Despite their impressive 28-30kts of speed through the water, the Italians were only making an effective speed of 7kts in the direction of the leeward mark.

Their opponents, still at the top end of the course, were limping along, off their foils, at just 6kts boatspeed, but making only 1-2kts VMG.

As Bruni exited the gybe, Luna Rossa's boat speed dropped to 16kts as the race leader dropped off the foils, with a lead of 805 metres.

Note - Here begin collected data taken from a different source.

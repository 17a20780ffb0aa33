pub mod config;
pub mod constants;
pub mod control;
pub mod errors;
pub mod scene;
pub mod telemetry_system;
pub mod trajectory_system;
pub mod utils;

pub use config::{
    DragModel, ForceAccumulation, IntegrationConfig, RocketConfig, SimulationConfig, TimeScaling,
};
pub use constants::*;
pub use control::environment::Environment;
pub use control::launch_control::LaunchControl;
pub use control::parameters::TunableParameter;
pub use control::propulsion::PropulsionSystem;
pub use control::rocket::{Rocket, RocketState};
pub use errors::SimulationError;

// Re-export commonly used items from trajectory_system
pub use trajectory_system::aerodynamics::Aerodynamics;
pub use trajectory_system::kinematics::Kinematics;

// Re-export commonly used items from telemetry_system
pub use telemetry_system::telemetry::{FlightSummary, Telemetry, TelemetrySample};

pub use scene::starfield::{Star, Starfield};

// Re-export commonly used utilities
pub use utils::clock::FrameClock;
pub use utils::vector3d::Vector3D;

Almost a kilometre behind, the Kiwis boatspeed had just cracked double digits but were still 4kts slower than the Italians. The telling number was in the VMG with Bruni making just 1kt VMG and Burling 0kts - meaning he was making no progress at all toward the bottom mark, and Bruni only fractionally.

The chase was on!

Despite now sailing in exactly the same 7kts of breeze, albeit, with a 10-degree difference in direction, the kiwis began accelerating and sailing faster than Luna Rossa.

Burling and friends, were first onto their foils, lifting off at 20kts of boatspeed, and then gybing at 28kts in just 8kts of breeze.

Luna Rossa's boatspeed had picked up to a meagre 13kts - but an improvement on the ten knots they were achieving a minute earlier.

Once up on foils, the New Zealanders were away, briefly out-stripping their chase boat as they quickly accelerated to 30kts in just 8kts of wind.

When the Italians were overtaken, or rather Emirates Team New Zealand crossed their course, the Kiwis were making 14kts VMG compared to the Italians 0kts VMG - despite Luna Rossa sailing in the stronger 10kts of breeze.

The Kiwis relentlessly continued the Italian paddy-whacking as Burling extended their lead by a further 300 metres at Mark 2.

The dramatic Leg 2 turnaround in the final race of the ACWS underlined the unique sailing dynamics of the AC75, and actually determined the winner of the Prada ACWS trophy.